What is required. Scan the data for "through" and copy the lines it appears in.

[Stored data]
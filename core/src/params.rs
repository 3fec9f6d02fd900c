//! Request parameters and their flattening into form fields.
//!
//! The API takes form-encoded POST bodies, so nested parameters (merge
//! variable maps, batches of subscriber records, segment conditions) have to
//! be flattened into bracketed field names:
//!
//! | value under key `k`      | emitted fields                     |
//! |--------------------------|------------------------------------|
//! | scalar                   | `k`                                |
//! | mapping `{a: .., b: ..}` | `k[a]`, `k[b]` (recursively)       |
//! | sequence `[x, y]`        | `k[0]`, `k[1]` (recursively)       |
//! | `null`, `{}`, `[]`       | nothing                            |
//!
//! Strings are emitted verbatim, booleans as `true`/`false` and numbers in
//! their JSON form. Mapping keys come out in sorted order and sequence items
//! in index order, so a given `Params` always flattens to the same fields.

use serde::Serialize;
use serde_json::{Map, Value};

use crate::error::{ChimpError, Result};

/// Named parameters for a single API action.
#[derive(Debug, Clone, Default, PartialEq)]
pub struct Params {
    fields: Map<String, Value>,
}

impl Params {
    pub fn new() -> Self {
        Self::default()
    }

    /// Set `key` to a value that is already JSON-shaped.
    pub fn set(mut self, key: &str, value: impl Into<Value>) -> Self {
        self.fields.insert(key.to_string(), value.into());
        self
    }

    /// Set `key` only when `value` is present.
    pub fn set_opt<V: Into<Value>>(self, key: &str, value: Option<V>) -> Self {
        match value {
            Some(value) => self.set(key, value),
            None => self,
        }
    }

    /// Set `key` to any serializable value.
    pub fn set_serialized<V: Serialize + ?Sized>(self, key: &str, value: &V) -> Result<Self> {
        let value = serde_json::to_value(value).map_err(ChimpError::Encode)?;
        Ok(self.set(key, value))
    }

    /// Merge the fields of a serializable struct (typically an options type
    /// whose unset fields are skipped) into the top level.
    pub fn merge<V: Serialize>(mut self, options: &V) -> Result<Self> {
        match serde_json::to_value(options).map_err(ChimpError::Encode)? {
            Value::Object(map) => {
                self.fields.extend(map);
                Ok(self)
            }
            Value::Null => Ok(self),
            other => Err(ChimpError::Encode(serde::ser::Error::custom(format!(
                "options must serialize to a mapping, got {other}"
            )))),
        }
    }

    pub fn get(&self, key: &str) -> Option<&Value> {
        self.fields.get(key)
    }

    pub fn keys(&self) -> impl Iterator<Item = &str> {
        self.fields.keys().map(String::as_str)
    }

    pub fn flatten(&self) -> Vec<(String, String)> {
        let mut out = Vec::new();
        for (key, value) in sorted(&self.fields) {
            flatten_into(key.clone(), value, &mut out);
        }
        out
    }
}

/// Flatten a single JSON value rooted at `key` into form fields.
pub fn flatten_value(key: &str, value: &Value) -> Vec<(String, String)> {
    let mut out = Vec::new();
    flatten_into(key.to_string(), value, &mut out);
    out
}

fn flatten_into(key: String, value: &Value, out: &mut Vec<(String, String)>) {
    match value {
        Value::Null => {}
        Value::Bool(b) => out.push((key, b.to_string())),
        Value::Number(n) => out.push((key, n.to_string())),
        Value::String(s) => out.push((key, s.clone())),
        Value::Array(items) => {
            for (index, item) in items.iter().enumerate() {
                flatten_into(format!("{key}[{index}]"), item, out);
            }
        }
        Value::Object(map) => {
            for (child, item) in sorted(map) {
                flatten_into(format!("{key}[{child}]"), item, out);
            }
        }
    }
}

// serde_json's map is only sorted without `preserve_order`, which another
// crate in the build may switch on.
fn sorted(map: &Map<String, Value>) -> Vec<(&String, &Value)> {
    let mut entries: Vec<_> = map.iter().collect();
    entries.sort_by(|a, b| a.0.cmp(b.0));
    entries
}

/// Form-encode already flattened fields.
pub fn encode_form<'a, I>(pairs: I) -> String
where
    I: IntoIterator<Item = (&'a str, &'a str)>,
{
    url::form_urlencoded::Serializer::new(String::new())
        .extend_pairs(pairs)
        .finish()
}
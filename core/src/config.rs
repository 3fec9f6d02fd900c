//! Client configuration.
//!
//! A `ClientConfig` is built once and handed to `Connection::new`; nothing in
//! the crate reads ambient state after that. Loading the key from the
//! environment is offered as a convenience for binaries and tests.

use std::fmt;

use log::debug;
use url::Url;

use crate::error::ConfigError;

pub const API_KEY_ENV: &str = "MAILCHIMP_APIKEY";
pub const ENDPOINT_ENV: &str = "MAILCHIMP_ENDPOINT";
pub const DEFAULT_DATACENTER: &str = "us1";
pub const API_VERSION: &str = "1.3";

#[derive(Clone, PartialEq, Eq)]
pub struct ClientConfig {
    api_key: String,
    endpoint: Option<String>,
}

impl ClientConfig {
    pub fn new(api_key: impl Into<String>) -> Self {
        Self {
            api_key: api_key.into(),
            endpoint: None,
        }
    }

    /// Point the client at a different base URL instead of the one derived
    /// from the key's datacenter.
    pub fn with_endpoint(mut self, endpoint: impl Into<String>) -> Self {
        self.endpoint = Some(endpoint.into());
        self
    }

    /// Read `MAILCHIMP_APIKEY` and, if set, `MAILCHIMP_ENDPOINT`.
    pub fn from_env() -> Result<Self, ConfigError> {
        let api_key =
            std::env::var(API_KEY_ENV).map_err(|_| ConfigError::MissingEnv(API_KEY_ENV))?;
        let mut config = Self::new(api_key);
        if let Ok(endpoint) = std::env::var(ENDPOINT_ENV) {
            debug!("Using endpoint override from {ENDPOINT_ENV}: {endpoint}");
            config = config.with_endpoint(endpoint);
        }
        Ok(config)
    }

    pub fn api_key(&self) -> &str {
        &self.api_key
    }

    /// The datacenter suffix of the key (`abc-us2` -> `us2`), or the default
    /// datacenter when the key has none.
    pub fn datacenter(&self) -> &str {
        match self.api_key.rsplit_once('-') {
            Some((_, dc)) if !dc.is_empty() => dc,
            _ => DEFAULT_DATACENTER,
        }
    }

    /// Resolve and validate the endpoint URL.
    pub fn endpoint(&self) -> Result<Url, ConfigError> {
        let raw = match &self.endpoint {
            Some(endpoint) => endpoint.clone(),
            None => format!(
                "https://{}.api.mailchimp.com/{API_VERSION}/",
                self.datacenter()
            ),
        };
        Url::parse(&raw).map_err(|source| ConfigError::InvalidEndpoint { url: raw, source })
    }
}

impl fmt::Debug for ClientConfig {
    fn fmt(&self, f: &mut fmt::Formatter<'_>) -> fmt::Result {
        f.debug_struct("ClientConfig")
            .field("api_key", &mask_key(&self.api_key))
            .field("endpoint", &self.endpoint)
            .finish()
    }
}

/// Keep the first and last four characters of a key for log lines.
pub fn mask_key(key: &str) -> String {
    let chars: Vec<char> = key.chars().collect();
    if chars.len() <= 8 {
        return "*".repeat(chars.len());
    }
    let head: String = chars[..4].iter().collect();
    let tail: String = chars[chars.len() - 4..].iter().collect();
    format!("{head}...{tail}")
}
use tokio::net::TcpListener;

#[tokio::main]
async fn main() -> Result<(), std::io::Error> {
    env_logger::Builder::from_env(env_logger::Env::default().default_filter_or("info")).init();

    let port = std::env::var("PORT").unwrap_or_else(|_| "3000".to_string());
    let addr = format!("127.0.0.1:{port}");
    let listener = TcpListener::bind(&addr).await?;
    log::info!("listening on {addr} (api key {})", mock_server::DEFAULT_API_KEY);
    mock_server::run(listener).await
}
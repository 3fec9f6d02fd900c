//! The `Connection` façade.
//!
//! # Design
//! `Connection` holds the API key, the resolved endpoint and a transport,
//! and none of them change after construction. Each remote action is one
//! method that builds `Params`, then goes through `call`:
//!
//! `build_request` -> `Transport::send` -> `response::validate` -> decode
//!
//! so every action gets the same error translation. The list and campaign
//! actions live in `lists.rs` and `campaigns.rs` as further `impl` blocks.

use log::{debug, trace};
use serde::de::DeserializeOwned;
use serde_json::Value;
use url::Url;

use crate::config::{mask_key, ClientConfig};
use crate::error::Result;
use crate::http::{HttpRequest, HttpResponse, Transport, UreqTransport, FORM_CONTENT_TYPE};
use crate::params::{encode_form, Params};
use crate::response;

/// A configured client for the Mailchimp 1.3 API.
#[derive(Debug, Clone)]
pub struct Connection<T = UreqTransport> {
    api_key: String,
    endpoint: Url,
    transport: T,
}

impl Connection<UreqTransport> {
    pub fn new(config: ClientConfig) -> Result<Self> {
        Self::with_transport(config, UreqTransport::new())
    }

    /// Build a connection from `MAILCHIMP_APIKEY` / `MAILCHIMP_ENDPOINT`.
    pub fn from_env() -> Result<Self> {
        Self::new(ClientConfig::from_env()?)
    }
}

impl<T: Transport> Connection<T> {
    pub fn with_transport(config: ClientConfig, transport: T) -> Result<Self> {
        let endpoint = config.endpoint()?;
        debug!(
            "Creating Connection for key {} at {endpoint}",
            mask_key(config.api_key())
        );
        Ok(Self {
            api_key: config.api_key().to_string(),
            endpoint,
            transport,
        })
    }

    pub fn endpoint(&self) -> &Url {
        &self.endpoint
    }

    pub fn transport(&self) -> &T {
        &self.transport
    }

    /// Describe the POST for `method` without sending it.
    pub fn build_request(&self, method: &str, params: &Params) -> HttpRequest {
        let fields = params.flatten();
        trace!(
            "{method} fields: {:?}",
            fields.iter().map(|(k, _)| k.as_str()).collect::<Vec<_>>()
        );

        let head = [
            ("method", method),
            ("apikey", self.api_key.as_str()),
            ("output", "json"),
        ];
        let body = encode_form(
            head.into_iter()
                .chain(fields.iter().map(|(k, v)| (k.as_str(), v.as_str()))),
        );

        HttpRequest {
            url: self.endpoint.to_string(),
            headers: vec![("content-type".to_string(), FORM_CONTENT_TYPE.to_string())],
            body,
        }
    }

    /// Validate a raw response for `method`, returning the decoded JSON.
    pub fn parse_response(&self, method: &str, response: HttpResponse) -> Result<Value> {
        response::validate(method, response)
    }

    /// One round trip, returning whatever JSON the action produced.
    pub fn call_value(&self, method: &str, params: &Params) -> Result<Value> {
        debug!("Calling {method} at {}", self.endpoint);
        let request = self.build_request(method, params);
        let response = self.transport.send(&request)?;
        self.parse_response(method, response)
    }

    /// One round trip, decoded into the action's result type.
    pub fn call<R: DeserializeOwned>(&self, method: &str, params: &Params) -> Result<R> {
        let value = self.call_value(method, params)?;
        response::decode(method, value)
    }

    /// Check the key and the service are reachable.
    pub fn ping(&self) -> Result<String> {
        self.call("ping", &Params::new())
    }
}

#[cfg(test)]
pub(crate) mod testing {
    use std::cell::RefCell;
    use std::collections::VecDeque;

    use crate::error::TransportError;
    use crate::http::{HttpRequest, HttpResponse, Transport};

    /// Replays canned bodies and records every request it was given.
    #[derive(Debug, Default)]
    pub struct Canned {
        pub replies: RefCell<VecDeque<Result<HttpResponse, TransportError>>>,
        pub requests: RefCell<Vec<HttpRequest>>,
    }

    impl Canned {
        pub fn with(bodies: &[&str]) -> Self {
            let canned = Self::default();
            for body in bodies {
                canned.replies.borrow_mut().push_back(Ok(HttpResponse {
                    status: 200,
                    body: body.to_string(),
                }));
            }
            canned
        }

        pub fn failing(err: TransportError) -> Self {
            let canned = Self::default();
            canned.replies.borrow_mut().push_back(Err(err));
            canned
        }

        /// Decoded form fields of the `n`th request.
        pub fn fields(&self, n: usize) -> Vec<(String, String)> {
            let body = self.requests.borrow()[n].body.clone();
            url::form_urlencoded::parse(body.as_bytes())
                .into_owned()
                .collect()
        }

        pub fn field(&self, n: usize, name: &str) -> Option<String> {
            self.fields(n)
                .into_iter()
                .find(|(k, _)| k == name)
                .map(|(_, v)| v)
        }
    }

    impl Transport for Canned {
        fn send(&self, request: &HttpRequest) -> Result<HttpResponse, TransportError> {
            self.requests.borrow_mut().push(request.clone());
            self.replies
                .borrow_mut()
                .pop_front()
                .unwrap_or_else(|| panic!("no canned reply for {}", request.body))
        }
    }
}
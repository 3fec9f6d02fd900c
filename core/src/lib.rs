//! Synchronous client core for the Mailchimp 1.3 API.
//!
//! # Overview
//! `Connection` exposes one method per remote action. Each method shapes its
//! arguments into `Params`, the transport performs a single form-encoded POST,
//! and the response goes through one shared validation step that turns
//! remote-reported failures into `ChimpError::Api`.
//!
//! # Design
//! - `Connection` is immutable after construction: API key, resolved endpoint
//!   and transport. It is safe to share between threads whenever the
//!   transport is.
//! - Requests and responses are plain data (`HttpRequest` / `HttpResponse`),
//!   so building and parsing are testable without a network.
//! - Results are typed per action; partial batch failures and unknown
//!   addresses in multi-address lookups are returned as data.

pub mod campaigns;
pub mod config;
pub mod connection;
pub mod error;
pub mod http;
pub mod lists;
pub mod params;
pub mod response;
pub mod types;

pub use config::ClientConfig;
pub use connection::Connection;
pub use error::{ApiError, ChimpError, ConfigError, ErrorCode, Result, TransportError};
pub use http::{HttpRequest, HttpResponse, Transport, UreqTransport};
pub use params::Params;
pub use types::*;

Task answer.
//! method that builds `Params`, then goes through `call`:
//! and the response goes through one shared validation step that turns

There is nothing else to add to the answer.